● **Your assignment**:
Check every line of the data below for the string "Number", and copy the ones that hold it.

Collected data entries:
______
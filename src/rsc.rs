//! Recursive systematic convolutional (RSC) encoder

use crate::{
    common::check_len, encoder::check_geometry, Bit, Encoder, Error, FrameLayout,
    SystematicEncoder, Trellis,
};

/// RSC encoder with tail bits terminating the trellis in state `0`
///
/// In the buffered layout the codeword is `[sys | parity | tail_sys | tail_par]`; in the standard
/// layout systematic and parity bits alternate position by position, tail included.
#[derive(Clone, Debug)]
pub struct RscEncoder {
    /// Number of information bits per frame
    info_len: usize,
    /// Number of code bits per frame
    codeword_len: usize,
    /// State machine of the code
    trellis: Trellis,
    /// Codeword layout
    layout: FrameLayout,
    /// Scratch for the non-systematic part of a codeword
    par: Vec<Bit>,
}

impl RscEncoder {
    /// Returns RSC encoder.
    ///
    /// # Parameters
    ///
    /// - `info_len`: Number of information bits per frame (`K`).
    ///
    /// - `codeword_len`: Number of code bits per frame (`N`), which must equal
    ///   `2 * K + trellis.tail_length()`.
    ///
    /// - `trellis`: State machine of the code.
    ///
    /// - `layout`: Codeword layout.
    ///
    /// # Errors
    ///
    /// Returns an error if the geometry is invalid.
    ///
    /// # Examples
    ///
    /// ```
    /// use turbo_siso::{Bit, Encoder, FrameLayout, RscEncoder, Trellis};
    /// use Bit::{One, Zero};
    ///
    /// let mut encoder = RscEncoder::new(4, 14, Trellis::lte(), FrameLayout::Buffered)?;
    /// let mut code_bits = [Zero; 14];
    /// encoder.encode_frame(&[One, One, Zero, One], &mut code_bits)?;
    /// assert_eq!(code_bits[4 .. 8], [One, Zero, Zero, One]);
    /// # Ok::<(), Box<dyn std::error::Error>>(())
    /// ```
    pub fn new(
        info_len: usize,
        codeword_len: usize,
        trellis: Trellis,
        layout: FrameLayout,
    ) -> Result<Self, Error> {
        check_geometry(info_len, codeword_len)?;
        let expected = 2 * info_len + trellis.tail_length();
        if codeword_len != expected {
            return Err(Error::InvalidArgument(format!(
                "'N' must equal 2 * 'K' + {} ('K' = {info_len}, 'N' = {codeword_len})",
                trellis.tail_length()
            )));
        }
        tracing::debug!(
            "Built RSC encoder (K = {info_len}, N = {codeword_len}, layout {layout:?})"
        );
        Ok(Self {
            info_len,
            codeword_len,
            trellis,
            layout,
            par: vec![Bit::Zero; codeword_len - info_len],
        })
    }

    /// Returns state machine of the code.
    #[must_use]
    pub fn trellis(&self) -> &Trellis {
        &self.trellis
    }

    /// Returns codeword layout.
    #[must_use]
    pub fn layout(&self) -> FrameLayout {
        self.layout
    }
}

impl Encoder for RscEncoder {
    fn info_len(&self) -> usize {
        self.info_len
    }

    fn codeword_len(&self) -> usize {
        self.codeword_len
    }

    fn encode_frame(&mut self, info_bits: &[Bit], code_bits: &mut [Bit]) -> Result<(), Error> {
        check_len("code bits", code_bits.len(), self.codeword_len)?;
        let mut par = std::mem::take(&mut self.par);
        let result = self.encode_sys(info_bits, &mut par);
        self.par = par;
        result?;
        let (k, n_ff) = (self.info_len, self.trellis.memory_len());
        match self.layout {
            FrameLayout::Buffered => {
                code_bits[.. k].copy_from_slice(info_bits);
                code_bits[k ..].copy_from_slice(&self.par);
            }
            FrameLayout::Standard => {
                for (i, pair) in code_bits[.. 2 * k].chunks_exact_mut(2).enumerate() {
                    pair[0] = info_bits[i];
                    pair[1] = self.par[i];
                }
                for (j, pair) in code_bits[2 * k ..].chunks_exact_mut(2).enumerate() {
                    pair[0] = self.par[k + j];
                    pair[1] = self.par[k + n_ff + j];
                }
            }
        }
        Ok(())
    }
}

impl SystematicEncoder for RscEncoder {
    fn tail_length(&self) -> usize {
        self.trellis.tail_length()
    }

    fn encode_sys(&mut self, info_bits: &[Bit], par: &mut [Bit]) -> Result<(), Error> {
        let (k, n_ff) = (self.info_len, self.trellis.memory_len());
        check_len("information bits", info_bits.len(), k)?;
        check_len("parity bits", par.len(), self.codeword_len - k)?;
        let mut state = 0;
        for (&bit, parity) in info_bits.iter().zip(par.iter_mut()) {
            *parity = self.trellis.inner_encode(bit, &mut state);
        }
        for j in 0 .. n_ff {
            let tail_bit = self.trellis.tail_bit_sys(state);
            par[k + j] = tail_bit;
            par[k + n_ff + j] = self.trellis.inner_encode(tail_bit, &mut state);
        }
        if state != 0 {
            return Err(Error::Runtime(format!(
                "Encoder ended in state {state} instead of 0 after the tail bits"
            )));
        }
        Ok(())
    }
}

#[cfg(test)]
mod tests_of_rsc_encoder {
    use rand::{rngs::StdRng, Rng, SeedableRng};

    use super::*;
    use Bit::{One, Zero};

    /// Returns random bits from a seeded generator.
    fn seeded_bits(num_bits: usize, rng: &mut StdRng) -> Vec<Bit> {
        (0 .. num_bits)
            .map(|_| if rng.random_bool(0.5) { One } else { Zero })
            .collect()
    }

    #[test]
    fn test_new() {
        assert!(RscEncoder::new(0, 6, Trellis::lte(), FrameLayout::Buffered).is_err());
        assert!(RscEncoder::new(40, 85, Trellis::lte(), FrameLayout::Buffered).is_err());
        let encoder = RscEncoder::new(40, 86, Trellis::lte(), FrameLayout::Standard).unwrap();
        assert_eq!(encoder.tail_length(), 6);
        assert_eq!(encoder.layout(), FrameLayout::Standard);
        assert_eq!(encoder.trellis().num_states(), 8);
    }

    #[test]
    fn test_encode_sys() {
        let mut encoder = RscEncoder::new(4, 14, Trellis::lte(), FrameLayout::Buffered).unwrap();
        let mut par = [Zero; 10];
        encoder.encode_sys(&[One, One, Zero, One], &mut par).unwrap();
        // Parity bits, then tail from state 7: systematic bits 0, 0, 1 with parities 0, 1, 1
        assert_eq!(par, [One, Zero, Zero, One, Zero, Zero, One, Zero, One, One]);
        assert!(encoder.encode_sys(&[One; 3], &mut par).is_err());
        assert!(encoder.encode_sys(&[One; 4], &mut par[.. 9]).is_err());
    }

    #[test]
    fn test_termination() {
        let mut rng = StdRng::seed_from_u64(17);
        for info_len in [1, 2, 7, 40, 333] {
            let trellis = Trellis::lte();
            let n_ff = trellis.memory_len();
            let mut encoder =
                RscEncoder::new(info_len, 2 * info_len + 6, trellis.clone(), FrameLayout::Buffered)
                    .unwrap();
            for _ in 0 .. 20 {
                let info_bits = seeded_bits(info_len, &mut rng);
                let mut code_bits = vec![Zero; 2 * info_len + 6];
                encoder.encode_frame(&info_bits, &mut code_bits).unwrap();
                assert_eq!(code_bits[.. info_len], info_bits);
                // Re-run the state machine over information and tail bits
                let mut state = 0;
                for (i, &bit) in info_bits.iter().enumerate() {
                    let parity = trellis.inner_encode(bit, &mut state);
                    assert_eq!(code_bits[info_len + i], parity);
                }
                for j in 0 .. n_ff {
                    let tail_sys = code_bits[2 * info_len + j];
                    let parity = trellis.inner_encode(tail_sys, &mut state);
                    assert_eq!(code_bits[2 * info_len + n_ff + j], parity);
                }
                assert_eq!(state, 0);
            }
        }
    }

    #[test]
    fn test_standard_layout() {
        let mut rng = StdRng::seed_from_u64(23);
        let info_bits = seeded_bits(40, &mut rng);
        let mut buffered = RscEncoder::new(40, 86, Trellis::lte(), FrameLayout::Buffered).unwrap();
        let mut standard = RscEncoder::new(40, 86, Trellis::lte(), FrameLayout::Standard).unwrap();
        let mut code_b = vec![Zero; 86];
        let mut code_s = vec![Zero; 86];
        buffered.encode_frame(&info_bits, &mut code_b).unwrap();
        standard.encode_frame(&info_bits, &mut code_s).unwrap();
        for i in 0 .. 40 {
            assert_eq!(code_s[2 * i], code_b[i]);
            assert_eq!(code_s[2 * i + 1], code_b[40 + i]);
        }
        for j in 0 .. 3 {
            assert_eq!(code_s[80 + 2 * j], code_b[80 + j]);
            assert_eq!(code_s[81 + 2 * j], code_b[83 + j]);
        }
    }

    #[test]
    fn test_encode_batch() {
        let mut encoder = RscEncoder::new(4, 14, Trellis::lte(), FrameLayout::Buffered).unwrap();
        let info_bits = [One, One, Zero, One, Zero, Zero, Zero, Zero];
        let mut code_bits = [One; 28];
        assert_eq!(encoder.encode(&info_bits, &mut code_bits).unwrap(), 2);
        assert_eq!(code_bits[.. 4], [One, One, Zero, One]);
        assert_eq!(code_bits[14 ..], [Zero; 14]);
    }
}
______
● **Output for this exercise**:
    /// Number of information bits per frame
    /// Number of code bits per frame
    /// - `info_len`: Number of information bits per frame (`K`).
    /// - `codeword_len`: Number of code bits per frame (`N`), which must equal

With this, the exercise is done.